Exact reproduction is required for all entries.

Collected data entries

* * *

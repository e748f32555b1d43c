//! Tokio adapter that runs passes on the blocking thread pool.

use std::sync::Arc;

use crate::core::{RunSummary, SchedulerError};
use crate::runtime::SharedScheduler;

/// Runs scheduler passes from async code without stalling runtime workers.
#[derive(Clone, Debug)]
pub struct TokioRunner {
    handle: Arc<tokio::runtime::Handle>,
}

impl TokioRunner {
    /// Create a runner from a tokio runtime handle.
    pub fn new(handle: tokio::runtime::Handle) -> Self {
        Self {
            handle: Arc::new(handle),
        }
    }

    /// Create a runner on the runtime of the calling task.
    ///
    /// # Panics
    ///
    /// Panics when called outside a tokio runtime.
    pub fn current() -> Self {
        Self::new(tokio::runtime::Handle::current())
    }

    /// Run one pass on the blocking pool and await its summary.
    pub async fn run_all(&self, shared: &SharedScheduler) -> Result<Option<RunSummary>, SchedulerError> {
        let shared = shared.clone();
        self.handle
            .spawn_blocking(move || shared.run_all())
            .await
            .map_err(|e| SchedulerError::Worker(e.to_string()))
    }
}
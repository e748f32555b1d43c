//! Tests for audit sinks

use prometheus_process_sim::core::{
    AuditAction, AuditEvent, AuditSink, InMemoryAuditSink, ProcessFactory, ProcessKind,
};
use uuid::Uuid;

fn event(action: AuditAction) -> AuditEvent {
    let pid = ProcessFactory::default().new_cpu_process("c", "t", None).id();
    AuditEvent::new(Uuid::new_v4(), pid, ProcessKind::Cpu, action, Some("processing t".into()))
}

#[test]
fn test_in_memory_audit_sink() {
    let mut sink = InMemoryAuditSink::new(10);
    sink.record(event(AuditAction::Started { planned_steps: 3 }));
    assert_eq!(sink.events().len(), 1);

    let events = sink.events();
    assert_eq!(events[0].pid.get(), 1000);
    assert_eq!(events[0].kind, ProcessKind::Cpu);
    assert_eq!(events[0].action, AuditAction::Started { planned_steps: 3 });
    assert_eq!(events[0].detail.as_deref(), Some("processing t"));
    assert!(events[0].created_at_ms > 0);
}

#[test]
fn test_audit_sink_overflow() {
    let mut sink = InMemoryAuditSink::new(2);
    sink.record(event(AuditAction::Started { planned_steps: 1 }));
    sink.record(event(AuditAction::Step { index: 1, total: 1, units: 400 }));
    sink.record(event(AuditAction::Completed { steps: 1 }));

    let events = sink.events();
    assert_eq!(events.len(), 2);
    assert_eq!(events[0].action, AuditAction::Step { index: 1, total: 1, units: 400 });
    assert_eq!(events[1].action, AuditAction::Completed { steps: 1 });

    sink.clear();
    assert!(sink.events().is_empty());
}

#[test]
fn test_audit_event_serializes() {
    let json = serde_json::to_value(event(AuditAction::Interrupted {
        completed_steps: 1,
        planned_steps: 4,
    }))
    .unwrap();
    assert_eq!(json["kind"], "CPU");
    assert_eq!(json["action"]["interrupted"]["planned_steps"], 4);
}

* * *

Output below.
repository e748f32555b1d43c
//! Tokio adapter that runs passes on the blocking thread pool.

use std::sync::Arc;

use crate::core::{RunSummary, SchedulerError};
use crate::runtime::SharedScheduler;

/// Runs scheduler passes from async code without stalling runtime workers.
#[derive(Clone, Debug)]
pub struct TokioRunner {
    handle: Arc<tokio::runtime::Handle>,
}

impl TokioRunner {
    /// Create a runner from a tokio runtime handle.
    pub fn new(handle: tokio::runtime::Handle) -> Self {
        Self {
            handle: Arc::new(handle),
        }
    }

    /// Create a runner on the runtime of the calling task.
    ///
    /// # Panics
    ///
    /// Panics when called outside a tokio runtime.
    pub fn current() -> Self {
        Self::new(tokio::runtime::Handle::current())
    }

    /// Run one pass on the blocking pool and await its summary.
    pub async fn run_all(&self, shared: &SharedScheduler) -> Result<Option<RunSummary>, SchedulerError> {
        let shared = shared.clone();
        self.handle
            .spawn_blocking(move || shared.run_all())
            .await
            .map_err(|e| SchedulerError::Worker(e.to_string()))
    }
}
repository e748f32555b1d43c
//! Tests for audit sinks

use prometheus_process_sim::core::{
    AuditAction, AuditEvent, AuditSink, InMemoryAuditSink, ProcessFactory, ProcessKind,
};
use uuid::Uuid;

fn event(action: AuditAction) -> AuditEvent {
    let pid = ProcessFactory::default().new_cpu_process("c", "t", None).id();
    AuditEvent::new(Uuid::new_v4(), pid, ProcessKind::Cpu, action, Some("processing t".into()))
}

#[test]
fn test_in_memory_audit_sink() {
    let mut sink = InMemoryAuditSink::new(10);
    sink.record(event(AuditAction::Started { planned_steps: 3 }));
    assert_eq!(sink.events().len(), 1);

    let events = sink.events();
    assert_eq!(events[0].pid.get(), 1000);
    assert_eq!(events[0].kind, ProcessKind::Cpu);
    assert_eq!(events[0].action, AuditAction::Started { planned_steps: 3 });
    assert_eq!(events[0].detail.as_deref(), Some("processing t"));
    assert!(events[0].created_at_ms > 0);
}

#[test]
fn test_audit_sink_overflow() {
    let mut sink = InMemoryAuditSink::new(2);
    sink.record(event(AuditAction::Started { planned_steps: 1 }));
    sink.record(event(AuditAction::Step { index: 1, total: 1, units: 400 }));
    sink.record(event(AuditAction::Completed { steps: 1 }));

    let events = sink.events();
    assert_eq!(events.len(), 2);
    assert_eq!(events[0].action, AuditAction::Step { index: 1, total: 1, units: 400 });
    assert_eq!(events[1].action, AuditAction::Completed { steps: 1 });

    sink.clear();
    assert!(sink.events().is_empty());
}

#[test]
fn test_audit_event_serializes() {
    let json = serde_json::to_value(event(AuditAction::Interrupted {
        completed_steps: 1,
        planned_steps: 4,
    }))
    .unwrap();
    assert_eq!(json["kind"], "CPU");
    assert_eq!(json["action"]["interrupted"]["planned_steps"], 4);
}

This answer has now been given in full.